Тороп уже заметил, что молодой гридень просто обожал разговоры про все необычное, будь то рассказы о райских кущах, или повествования о властителях земных.
— А правду бают, что краше нее нет никого во всем белом свете?
— Про Феофано много что говорят, — усмехнулся Лютобор. — Да только речи те не всегда от чистого сердца ведутся. Да и в отношении красоты, я бы, пожалуй, поспорил. Феофано, конечно хороша, но против вашей боярышни она, как серая уточка против белой лебеди.
— Нашел, Путша, у кого спрашивать! — хохотнул Твердята. — Ты бы еще у Тальца спросил. Он бы точно сказал, что во всем мире нет женщины краше его рыжей корелинки.
Торговец, меж тем, с поклоном протянул Мураве венец:
— Не откажись примерить, красавица. Позволь хоть взглянуть, стоила ли эта вещь того, чтобы ее из-за моря везти.

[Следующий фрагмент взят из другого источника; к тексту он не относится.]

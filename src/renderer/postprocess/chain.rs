//! Ordered post-processing chain with ping-pong intermediate buffers.

use super::pass::{
    Backend, Pass, PassContext, PassDescriptor, PassIo, PassKind, PassOutput,
    RenderTarget,
};
use crate::camera::core::Camera;
use crate::error::OrbitError;
use crate::scene::Scene;

/// Stable index of a pass inside its chain.
#[derive(Debug, Clone, Copy, PartialEq, Eq, Hash)]
pub struct PassId(usize);

impl PassId {
    /// Position in insertion order.
    #[must_use]
    pub fn index(self) -> usize {
        self.0
    }
}

struct ChainEntry<B: Backend> {
    descriptor: PassDescriptor,
    pass: Box<dyn Pass<B>>,
}

/// Ordered list of passes rendered against two ping-ponged offscreen
/// buffers.
///
/// Each enabled pass after the first reads the buffer the previous enabled
/// pass wrote; the last enabled pass writes to the screen. Order is fixed at
/// insertion time.
pub struct PassChain<B: Backend> {
    entries: Vec<ChainEntry<B>>,
    targets: [B::Target; 2],
    width: u32,
    height: u32,
}

impl<B: Backend> PassChain<B> {
    /// Empty chain with buffers allocated at `width x height` (clamped to at
    /// least 1).
    pub fn new(backend: &B, width: u32, height: u32) -> Self {
        let (width, height) = (width.max(1), height.max(1));
        Self {
            entries: Vec::new(),
            targets: Self::create_targets(backend, width, height),
            width,
            height,
        }
    }

    fn create_targets(backend: &B, width: u32, height: u32) -> [B::Target; 2] {
        [
            backend.create_target("Chain Buffer A", width, height),
            backend.create_target("Chain Buffer B", width, height),
        ]
    }

    /// Append a pass built by the backend.
    ///
    /// # Errors
    ///
    /// Propagates backend pass-construction failures.
    pub fn add_pass(
        &mut self,
        backend: &B,
        kind: PassKind,
        descriptor: PassDescriptor,
    ) -> Result<PassId, OrbitError> {
        let mut pass = backend.create_pass(kind, &descriptor)?;
        pass.set_size(backend, self.width, self.height);
        let id = PassId(self.entries.len());
        log::debug!("chain: added pass {} '{}'", id.0, descriptor.label);
        self.entries.push(ChainEntry { descriptor, pass });
        Ok(id)
    }

    /// Number of passes, enabled or not.
    #[must_use]
    pub fn len(&self) -> usize {
        self.entries.len()
    }

    /// Whether the chain has no passes.
    #[must_use]
    pub fn is_empty(&self) -> bool {
        self.entries.is_empty()
    }

    /// Current buffer resolution.
    #[must_use]
    pub fn size(&self) -> (u32, u32) {
        (self.width, self.height)
    }

    /// The two intermediate buffers.
    #[must_use]
    pub fn targets(&self) -> &[B::Target; 2] {
        &self.targets
    }

    /// Descriptor of a pass.
    #[must_use]
    pub fn descriptor(&self, id: PassId) -> Option<&PassDescriptor> {
        self.entries.get(id.0).map(|e| &e.descriptor)
    }

    /// Mutable descriptor of a pass (uniform writes, enable toggles).
    pub fn descriptor_mut(&mut self, id: PassId) -> Option<&mut PassDescriptor> {
        self.entries.get_mut(id.0).map(|e| &mut e.descriptor)
    }

    /// Enable or disable a pass. Returns `false` for an unknown id.
    pub fn set_enabled(&mut self, id: PassId, enabled: bool) -> bool {
        self.descriptor_mut(id).is_some_and(|d| {
            d.enabled = enabled;
            true
        })
    }

    /// Resize every intermediate buffer and notify every pass.
    ///
    /// A call with the current size does nothing, so redundant resize events
    /// leave all buffers untouched.
    pub fn set_size(&mut self, backend: &B, width: u32, height: u32) {
        let (width, height) = (width.max(1), height.max(1));
        if (width, height) == (self.width, self.height) {
            return;
        }
        log::debug!(
            "chain: resize {}x{} -> {width}x{height}",
            self.width,
            self.height
        );
        self.width = width;
        self.height = height;
        self.targets = Self::create_targets(backend, width, height);
        for entry in &mut self.entries {
            entry.pass.set_size(backend, width, height);
        }
        debug_assert!(self
            .targets
            .iter()
            .all(|t| t.size() == (self.width, self.height)));
    }

    /// Execute every enabled pass in order and return how many ran.
    ///
    /// The first enabled pass gets no input; each later one reads the buffer
    /// the previous enabled pass wrote. The last enabled pass renders to the
    /// screen.
    pub fn render(
        &mut self,
        backend: &B,
        frame: &mut B::Frame,
        scene: &Scene,
        camera: &Camera,
    ) -> usize {
        let Some(last) = self.entries.iter().rposition(|e| e.descriptor.enabled)
        else {
            return 0;
        };

        let ctx = PassContext { scene, camera };
        let targets = &self.targets;
        let mut input: Option<usize> = None;
        let mut write = 0;
        let mut executed = 0;

        for (index, entry) in self.entries.iter_mut().enumerate() {
            if !entry.descriptor.enabled {
                continue;
            }
            let output = if index == last {
                PassOutput::Screen
            } else {
                PassOutput::Target(&targets[write])
            };
            let io = PassIo {
                input: input.map(|i| &targets[i]),
                output,
            };
            entry
                .pass
                .render(backend, frame, &ctx, &entry.descriptor, io);
            executed += 1;

            input = Some(write);
            write ^= 1;
        }
        executed
    }
}

#[cfg(test)]
mod tests {
    use super::super::testing::{Invocation, Output, RecordingBackend};
    use super::super::{ShaderProgram, Uniforms};
    use super::*;

    fn descriptor(label: &'static str) -> PassDescriptor {
        PassDescriptor::new(
            label,
            ShaderProgram::from_static(label, ""),
            Uniforms::new(),
        )
    }

    fn three_pass_chain(
        backend: &RecordingBackend,
    ) -> (PassChain<RecordingBackend>, [PassId; 3]) {
        let mut chain = PassChain::new(backend, 800, 600);
        let base = chain
            .add_pass(backend, PassKind::Scene, descriptor("base"))
            .unwrap();
        let gamma = chain
            .add_pass(backend, PassKind::Shader, descriptor("gamma"))
            .unwrap();
        let custom = chain
            .add_pass(backend, PassKind::Shader, descriptor("custom"))
            .unwrap();
        (chain, [base, gamma, custom])
    }

    fn render_once(
        backend: &mut RecordingBackend,
        chain: &mut PassChain<RecordingBackend>,
    ) -> Vec<Invocation> {
        let mut frame = backend.begin_frame().unwrap();
        let _ = chain.render(backend, &mut frame, &Scene::new(), &Camera::default());
        frame
    }

    #[test]
    fn renders_in_insertion_order_with_hand_off() {
        let mut backend = RecordingBackend::default();
        let (mut chain, _) = three_pass_chain(&backend);

        for _ in 0..3 {
            let calls = render_once(&mut backend, &mut chain);
            let names: Vec<&str> = calls.iter().map(|c| c.pass.as_str()).collect();
            assert_eq!(names, ["base", "gamma", "custom"]);

            assert_eq!(calls[0].input, None);
            for pair in calls.windows(2) {
                let Output::Target(prev_out) = pair[0].output else {
                    panic!("non-terminal pass wrote to screen");
                };
                assert_eq!(pair[1].input, Some(prev_out));
            }
            assert_eq!(calls[2].output, Output::Screen);
        }
    }

    #[test]
    fn disabled_pass_forwards_previous_output() {
        let mut backend = RecordingBackend::default();
        let (mut chain, [_, gamma, _]) = three_pass_chain(&backend);
        assert!(chain.set_enabled(gamma, false));

        let calls = render_once(&mut backend, &mut chain);
        let names: Vec<&str> = calls.iter().map(|c| c.pass.as_str()).collect();
        assert_eq!(names, ["base", "custom"]);
        let Output::Target(base_out) = calls[0].output else {
            panic!("base pass should render offscreen");
        };
        assert_eq!(calls[1].input, Some(base_out));
        assert_eq!(calls[1].output, Output::Screen);
    }

    #[test]
    fn last_enabled_pass_is_terminal() {
        let mut backend = RecordingBackend::default();
        let (mut chain, [_, _, custom]) = three_pass_chain(&backend);
        let _ = chain.set_enabled(custom, false);

        let calls = render_once(&mut backend, &mut chain);
        assert_eq!(calls.len(), 2);
        assert_eq!(calls[1].pass, "gamma");
        assert_eq!(calls[1].output, Output::Screen);
        let screens = calls.iter().filter(|c| c.output == Output::Screen).count();
        assert_eq!(screens, 1);
    }

    #[test]
    fn all_disabled_renders_nothing() {
        let mut backend = RecordingBackend::default();
        let (mut chain, ids) = three_pass_chain(&backend);
        for id in ids {
            let _ = chain.set_enabled(id, false);
        }
        let mut frame = backend.begin_frame().unwrap();
        let ran = chain.render(&backend, &mut frame, &Scene::new(), &Camera::default());
        assert_eq!(ran, 0);
        assert!(frame.is_empty());
    }

    #[test]
    fn set_size_propagates_to_every_buffer_and_pass() {
        let backend = RecordingBackend::default();
        let (mut chain, _) = three_pass_chain(&backend);

        chain.set_size(&backend, 1024, 768);
        assert_eq!(chain.size(), (1024, 768));
        for target in chain.targets() {
            assert_eq!(target.size(), (1024, 768));
        }
        for name in ["base", "gamma", "custom"] {
            assert_eq!(backend.pass_size(name), Some((1024, 768)));
        }
    }

    #[test]
    fn disabled_passes_are_still_resized() {
        let backend = RecordingBackend::default();
        let (mut chain, [_, gamma, _]) = three_pass_chain(&backend);
        let _ = chain.set_enabled(gamma, false);
        chain.set_size(&backend, 320, 200);
        assert_eq!(backend.pass_size("gamma"), Some((320, 200)));
    }

    #[test]
    fn same_size_is_a_no_op() {
        let backend = RecordingBackend::default();
        let (mut chain, _) = three_pass_chain(&backend);
        chain.set_size(&backend, 640, 480);
        let ids_before: Vec<u32> = chain.targets().iter().map(|t| t.id).collect();
        let allocated = backend.targets_created();

        chain.set_size(&backend, 640, 480);
        let ids_after: Vec<u32> = chain.targets().iter().map(|t| t.id).collect();
        assert_eq!(ids_before, ids_after);
        assert_eq!(backend.targets_created(), allocated);
    }

    #[test]
    fn zero_size_is_clamped() {
        let backend = RecordingBackend::default();
        let (mut chain, _) = three_pass_chain(&backend);
        chain.set_size(&backend, 0, 0);
        assert_eq!(chain.size(), (1, 1));
    }
}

Даждьбог весть, как там выглядела в своем уборе ромейская царица, тезка Муравы. Но когда райские птицы закружились над высоким челом новгородской боярышни, когда серебряные колты упали на ее высокую грудь, а жемчужные нити, оттененные вороным блеском долгой косы, обрамили прекрасный лик, даже купец, видевший на своем веку немало диковинного, не сумел сдержать восторженный вздох. Да и сама девица, не особо охочая до всяких там побрякушек, поглядев на себя в серебряное зеркало, аж зарделась от удовольствия.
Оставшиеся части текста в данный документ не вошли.